坂口恭平

土になる

1

It was my first month in the vegetable field. Below the surface of the furrows I could already feel the garden was asking me something—what? Need water? Have enough?  I am learning a new language, memorizing new vocabulary, getting better at non-human conversation. Walking over the ground, I sense the bugs looking at me, escaping as soon as they do. “Ack—here’s that guy again…” But I also know the dirt is happy to see me, and the bugs don’t regard me as a mortal enemy. They can tell I don’t want to exterminate them. Crows watch from the roof of an old shed next to the field, from the shadow of trees in the abandoned garden. Our eyes don’t meet, yet we watch each other. Pretending to focus on the field I glance at the crows. They charge over— “We know you were looking at us all along!” I wave my hand as if throwing a stone, but they sense my intent and fly off.

   I step into the field and something—a sound or smell, tells me Nora Jones has come padding over from somewhere. The cat is silent for a bit. But since I appear to be absorbed in the field, she lets loose a small cry, knowing I won’t ignore her. A vinyl bag lies limp on the dirt. A hemp rope tying a homemade bamboo trellis looks as if it is trying to return to the earth. My work isn’t really work, but a cooperation between me and the rope. We’re more dexterous together. I stand on the furrows viewing what I’ve done, communicating with someone in the earth. Maybe I’m talking to roots.


I gaze at the earth that Hidaka-san, who owns the land, has been using machines to cultivate. My friend Hiromi has brought 30 kilos of compost from Fukuoka, which she made from fermenting soy pulp. Why did I suddenly decide to grow stuff? Because of the pandemic? That’s probably part of it. Anybody would feel uneasy depending solely on the supermarket. Prodded to take immediate action, I called the municipal office. They told me there were two plots of communally available farmland right near my home. One in Chikami—where I went to grade school. That seemed promising, so I called. Nobody picked up. I tend to think that if a phone call doesn’t go through, it’s a sign, so I gave up on Chikami and called the other place, in Oshima. Somebody picked up right away.

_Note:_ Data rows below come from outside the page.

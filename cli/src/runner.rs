use crate::config::ConfigFile;
use crate::error::Error;
use crate::writer::Writer;
use std::error::Error as StdError;

pub(crate) trait Runner {
    /// Configuration of the current directory
    fn config(&self) -> Result<ConfigFile, Error> {
        let dir = std::env::current_dir().map_err(|e| {
            self.error(
                Some("Current directory is not accessible"),
                None,
                Some(e.into()),
            )
        })?;

        ConfigFile::from_path(dir).map_err(|e| {
            self.error(
                Some("Invalid stratus.toml"),
                Some(&format!("{e:#}")),
                Some(e.into()),
            )
        })
    }

    /// Run the command
    ///
    /// Returns an error shown to the user in case of failure
    fn run(&mut self) -> Result<(), Error>;

    /// An error shown to the user, with the origin as details
    fn invalid(&self, title: &str, origin: impl StdError + 'static) -> Error {
        let details = origin.to_string();
        self.error(Some(title), Some(&details), Some(Box::new(origin)))
    }

    /// Construct an error shown to the user
    fn error(
        &self,
        title: Option<&str>,
        description: Option<&str>,
        origin: Option<Box<dyn StdError>>,
    ) -> Error {
        if let Some(origin) = origin {
            log::error!("{origin:?}");
        }

        if let Some(title) = title {
            Error::new(title, description)
        } else {
            Error::new(
                "Failed to run the command",
                Some("Run again with RUST_LOG=debug for details"),
            )
        }
    }
}

/// Return a runner for a command
pub(crate) trait Runnable {
    fn runner(&self, writer: &Writer) -> impl Runner;
}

   Hidaka-san: “Sure, there’s a field available here,” he said. I jumped into my Suzuki Rabbit and went to see it.


There is a mountain behind my house called Hanaokayama. It’s where my father grew up. Our family cemetery is there. In the seventh century it was called “Sunrise Mountain.” A narrow road skirts it. This is my neighborhood, but not a road I usually drive. Wild fresh greenery surrounds you as soon as you are on the other side of the mountain. Kumamoto has recently been built up with rows of multistory apartments, but this is a different world. I spot a brook, Iserigawa, “Parsley Well River.” Suddenly the sky widens. The mountain peak Kinpōzan looms in the distance. I roll down the car window and wind whooshes in. Fronds of I don’t know what—something like pampas grass—are waving. Fields line both sides of the road. Looking at the dry black earth, suddenly I think—what color would I use to paint this? With the thought, the mountain become a mélange of blue, green, black, and gray. Puffs of cloud glinting white in the sunlight cast numerous shadows. How long since I felt a desire to paint a landscape? Is this the first time?

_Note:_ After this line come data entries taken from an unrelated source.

use crate::declaration::ResourceDeclaration;
use crate::error::{child_path, index_path, ValidationError};
use crate::spec::{StructSchema, ValueKind};
use crate::value::{PropertySet, PropertyValue};
use serde_json::{Map, Value};

/// Map the bound properties of a declaration to their wire names
///
/// Unbound optional properties are left out, nested structures and lists are
/// mapped recursively in declaration order. Fails on the first required property
/// without a value or a value of the wrong shape.
pub fn serialize(decl: &ResourceDeclaration) -> Result<Map<String, Value>, ValidationError> {
    log::trace!("Serializing {}", decl.resource_type());
    serialize_set(decl.properties(), "")
}

pub(crate) fn serialize_set(
    set: &PropertySet,
    path: &str,
) -> Result<Map<String, Value>, ValidationError> {
    let mut mapping = Map::new();

    for (spec, value) in set.iter() {
        let path = child_path(path, spec.wire_name);

        match value {
            Some(value) => {
                mapping.insert(
                    spec.wire_name.to_string(),
                    serialize_value(value, &spec.kind, &path)?,
                );
            }

            None if spec.required => return Err(ValidationError::MissingProperty { path }),
            None => {}
        }
    }

    Ok(mapping)
}

/// Check a nested set against the schema of the structure it is bound to
///
/// A set built for one structure can be bound to a property expecting another,
/// so the properties are checked against the schema rather than trusted.
fn serialize_struct(
    set: &PropertySet,
    schema: &StructSchema,
    path: &str,
) -> Result<Map<String, Value>, ValidationError> {
    let specs = schema.specs();

    for (spec, value) in set.iter() {
        let known = specs.iter().any(|s| s.wire_name == spec.wire_name);

        if value.is_some() && !known {
            return Err(ValidationError::UnknownProperty {
                path: child_path(path, spec.wire_name),
            });
        }
    }

    if let Some(missing) = specs
        .iter()
        .find(|s| s.required && set.get(s.wire_name).is_none())
    {
        return Err(ValidationError::MissingProperty {
            path: child_path(path, missing.wire_name),
        });
    }

    let mut mapping = Map::new();

    for spec in specs.iter() {
        if let Some(value) = set.get(spec.wire_name) {
            let path = child_path(path, spec.wire_name);

            mapping.insert(
                spec.wire_name.to_string(),
                serialize_value(value, &spec.kind, &path)?,
            );
        }
    }

    Ok(mapping)
}

fn serialize_value(
    value: &PropertyValue,
    kind: &ValueKind,
    path: &str,
) -> Result<Value, ValidationError> {
    let mismatch = || ValidationError::ShapeMismatch {
        path: path.to_string(),
        expected: kind.to_string(),
        found: value.describe().to_string(),
    };

    match (kind, value) {
        // Never emitted, whatever the kind
        (_, PropertyValue::Json(Value::Null)) => Err(mismatch()),

        (_, PropertyValue::Intrinsic(intrinsic)) => intrinsic.render(path),

        (ValueKind::Primitive(expected), PropertyValue::Primitive(primitive))
            if primitive.conforms_to(*expected) =>
        {
            primitive.render(path)
        }

        (ValueKind::Struct(schema), PropertyValue::Struct(set)) => {
            Ok(Value::Object(serialize_struct(set, schema, path)?))
        }

        (ValueKind::List(item), PropertyValue::List(values)) => values
            .iter()
            .enumerate()
            .map(|(i, value)| serialize_value(value, item, &index_path(path, i)))
            .collect::<Result<Vec<_>, _>>()
            .map(Value::Array),

        (ValueKind::Map(expected), PropertyValue::Map(entries)) => {
            let mut mapping = Map::new();

            for (key, entry) in entries {
                let path = child_path(path, key);

                let value = match entry {
                    PropertyValue::Primitive(primitive) if primitive.conforms_to(*expected) => {
                        primitive.render(&path)?
                    }
                    PropertyValue::Intrinsic(intrinsic) => intrinsic.render(&path)?,
                    entry => {
                        return Err(ValidationError::ShapeMismatch {
                            path,
                            expected: expected.to_string(),
                            found: entry.describe().to_string(),
                        })
                    }
                };

                mapping.insert(key.clone(), value);
            }

            Ok(Value::Object(mapping))
        }

        // A JSON document accepts whatever it is given
        (ValueKind::Json, value) => render_untyped(value, path),

        _ => Err(mismatch()),
    }
}

/// Render a value which has no spec to be checked against
///
/// Used for JSON documents, intrinsic function arguments and stack outputs.
pub(crate) fn render_untyped(value: &PropertyValue, path: &str) -> Result<Value, ValidationError> {
    match value {
        PropertyValue::Primitive(primitive) => primitive.render(path),
        PropertyValue::Struct(set) => serialize_set(set, path).map(Value::Object),
        PropertyValue::List(values) => values
            .iter()
            .enumerate()
            .map(|(i, value)| render_untyped(value, &index_path(path, i)))
            .collect::<Result<Vec<_>, _>>()
            .map(Value::Array),
        PropertyValue::Map(entries) => {
            let mut mapping = Map::new();

            for (key, entry) in entries {
                mapping.insert(key.clone(), render_untyped(entry, &child_path(path, key))?);
            }

            Ok(Value::Object(mapping))
        }
        PropertyValue::Json(json) => Ok(json.clone()),
        PropertyValue::Intrinsic(intrinsic) => intrinsic.render(path),
    }
}

#[cfg(test)]
mod tests {
    use super::*;
    use crate::declaration::ResourceType;
    use crate::intrinsic::Intrinsic;
    use crate::spec::{PrimitiveKind, PropertySpec};
    use crate::value::Primitive;
    use serde_json::json;
    use std::collections::BTreeMap;

    const BUCKET: ResourceType = ResourceType::new("AWS::Test::Bucket");

    fn string(name: &'static str, wire_name: &'static str, required: bool) -> PropertySpec {
        PropertySpec::new(
            name,
            wire_name,
            required,
            ValueKind::Primitive(PrimitiveKind::String),
        )
    }

    fn location_specs() -> Vec<PropertySpec> {
        vec![
            string("bucket_name", "BucketName", true),
            string("key", "Key", false),
        ]
    }

    fn location() -> StructSchema {
        StructSchema::new("S3Location", location_specs)
    }

    fn capability_specs() -> Vec<PropertySpec> {
        vec![
            string("name", "Name", true),
            PropertySpec::new(
                "instructions_documents",
                "InstructionsDocuments",
                false,
                ValueKind::List(Box::new(ValueKind::Struct(location()))),
            ),
            PropertySpec::new(
                "options",
                "Options",
                false,
                ValueKind::Map(PrimitiveKind::String),
            ),
        ]
    }

    fn location_value(bucket: &str, key: Option<&str>) -> PropertySet {
        let mut set = PropertySet::new(location_specs());
        set.set("BucketName", bucket).unwrap();

        if let Some(key) = key {
            set.set("Key", key).unwrap();
        }

        set
    }

    #[test]
    fn test_unbound_optional_is_omitted() {
        let decl = ResourceDeclaration::new(
            BUCKET,
            PropertySet::from_entries(vec![
                (string("bucket_name", "BucketName", true), Some("my-bucket".into())),
                (string("key", "Key", false), None),
            ]),
        );

        assert_eq!(
            Value::Object(serialize(&decl).unwrap()),
            json!({ "BucketName": "my-bucket" })
        );
    }

    #[test]
    fn test_missing_required_property() {
        let mut properties = PropertySet::new(capability_specs());
        properties.set("Options", PropertyValue::Map(BTreeMap::new())).unwrap();
        let decl = ResourceDeclaration::new(BUCKET, properties);

        let error = serialize(&decl).unwrap_err();
        assert_eq!(error, ValidationError::MissingProperty { path: "Name".into() });
        assert!(error.to_string().contains("Name"));
    }

    #[test]
    fn test_list_of_structures_keeps_order() {
        let first = location_value("input", Some("in.edi"));
        let second = location_value("output", None);

        let mut properties = PropertySet::new(capability_specs());
        properties
            .set("Name", "capability")
            .unwrap()
            .set(
                "InstructionsDocuments",
                PropertyValue::List(vec![first.clone().into(), second.clone().into()]),
            )
            .unwrap();

        let mapping = serialize(&ResourceDeclaration::new(BUCKET, properties)).unwrap();

        assert_eq!(
            mapping["InstructionsDocuments"],
            json!([
                Value::Object(serialize_set(&first, "").unwrap()),
                Value::Object(serialize_set(&second, "").unwrap()),
            ])
        );

        assert_eq!(
            mapping["InstructionsDocuments"],
            json!([
                { "BucketName": "input", "Key": "in.edi" },
                { "BucketName": "output" }
            ])
        );
    }

    #[test]
    fn test_serialize_is_idempotent() {
        let mut properties = PropertySet::new(capability_specs());
        properties.set("Name", "capability").unwrap();
        let decl = ResourceDeclaration::new(BUCKET, properties);

        assert_eq!(serialize(&decl).unwrap(), serialize(&decl).unwrap());
    }

    #[test]
    fn test_nested_missing_property_path() {
        let mut properties = PropertySet::new(capability_specs());
        properties
            .set("Name", "capability")
            .unwrap()
            .set(
                "InstructionsDocuments",
                PropertyValue::List(vec![PropertySet::new(location_specs()).into()]),
            )
            .unwrap();

        assert_eq!(
            serialize(&ResourceDeclaration::new(BUCKET, properties)).unwrap_err(),
            ValidationError::MissingProperty {
                path: "InstructionsDocuments[0].BucketName".into()
            }
        );
    }

    #[test]
    fn test_shape_mismatch() {
        let mut properties = PropertySet::new(capability_specs());
        properties.set("Name", 42i64).unwrap();

        assert_eq!(
            serialize(&ResourceDeclaration::new(BUCKET, properties)).unwrap_err(),
            ValidationError::ShapeMismatch {
                path: "Name".into(),
                expected: "String".into(),
                found: "integer".into()
            }
        );
    }

    #[test]
    fn test_map_value_mismatch() {
        let mut properties = PropertySet::new(capability_specs());
        properties
            .set("Name", "capability")
            .unwrap()
            .set(
                "Options",
                PropertyValue::Map(BTreeMap::from([(
                    "awslogs-group".to_string(),
                    PropertyValue::Primitive(Primitive::Boolean(true)),
                )])),
            )
            .unwrap();

        assert_eq!(
            serialize(&ResourceDeclaration::new(BUCKET, properties))
                .unwrap_err()
                .path(),
            Some("Options.awslogs-group")
        );
    }

    #[test]
    fn test_foreign_structure_is_rejected() {
        let mut properties = PropertySet::new(capability_specs());
        properties
            .set("Name", "capability")
            .unwrap()
            .set(
                "InstructionsDocuments",
                PropertyValue::List(vec![PropertySet::from_entries(vec![(
                    string("name", "Name", true),
                    Some("x".into()),
                )])
                .into()]),
            )
            .unwrap();

        assert_eq!(
            serialize(&ResourceDeclaration::new(BUCKET, properties)).unwrap_err(),
            ValidationError::UnknownProperty {
                path: "InstructionsDocuments[0].Name".into()
            }
        );
    }

    #[test]
    fn test_intrinsic_accepted_for_any_kind() {
        let mut properties = PropertySet::new(capability_specs());
        properties
            .set("Name", Intrinsic::reference("NameParameter"))
            .unwrap()
            .set("InstructionsDocuments", Intrinsic::get_att("Docs", "List"))
            .unwrap();

        assert_eq!(
            Value::Object(serialize(&ResourceDeclaration::new(BUCKET, properties)).unwrap()),
            json!({
                "Name": { "Ref": "NameParameter" },
                "InstructionsDocuments": { "Fn::GetAtt": ["Docs", "List"] }
            })
        );
    }
}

   Musing, I drive past some huge camphor trees. Three, four, five—leaves of various shades of green jiggle in the breeze. The trees change every time the wind blows. Even when it stops, it’s not like the trees return to some original state. Maybe they become totally different trees? I want to depict everything. Maybe Van Gogh thought this way? I have never been particularly interested in Impressionism, but now I want to check it out. I want to depict color as it really is. My father once gave me a box of 70 Faber-Castell polychrome pastels. This will be my medium. I imagine myself drawing small landscapes.

   I am getting close to Ariake Bay. Where the Iserigawa River flows into the Tsuboi, it looks more like an ocean than a river. A gray heron spreads its wings in a flat line, slowly lifting into the air. This road goes to my parents’ home town, a village called Kawachi, deep in the boondocks near the sea. We used to drive it when I was a child, and I was totally bored. Across the levee, you can’t tell river from sea. I was always told the sea was dangerous. Don’t get too close! Later I found out my ancestors’ house had been swallowed by a monstrous tsunami in 1792, when either an earthquake or a volcano flattened the Shimabara mountains. You can see numerous mossy shrine gates along the national highway. Stone memorials, too.

   On the left, past the unending levee, Mt. Unzen appears hazily in the distance. The sky is cloudless, but you can’t paint it with a single blue. A bit of purple might bring out the depth of that clear blue sky. On the right, the Kinpōzan range looks like something out of a fairy tale. The road twists and turns. The area may once have been ocean. During the 2016 earthquake I jumped into a taxi and fled here with my family. Remembering what my grandfather once said, I told the driver to take the mountain road. The national highway was totally snarled in traffic, but we sailed right into Kawachi. Even now I remember the sensation of my body becoming lighter as soon as we arrived—like escaping from an evil spirit. The ground here must be different from the city. Yamabushi wandering monks used to travel the Kinpōzan mountain paths. No question, this land is a different world.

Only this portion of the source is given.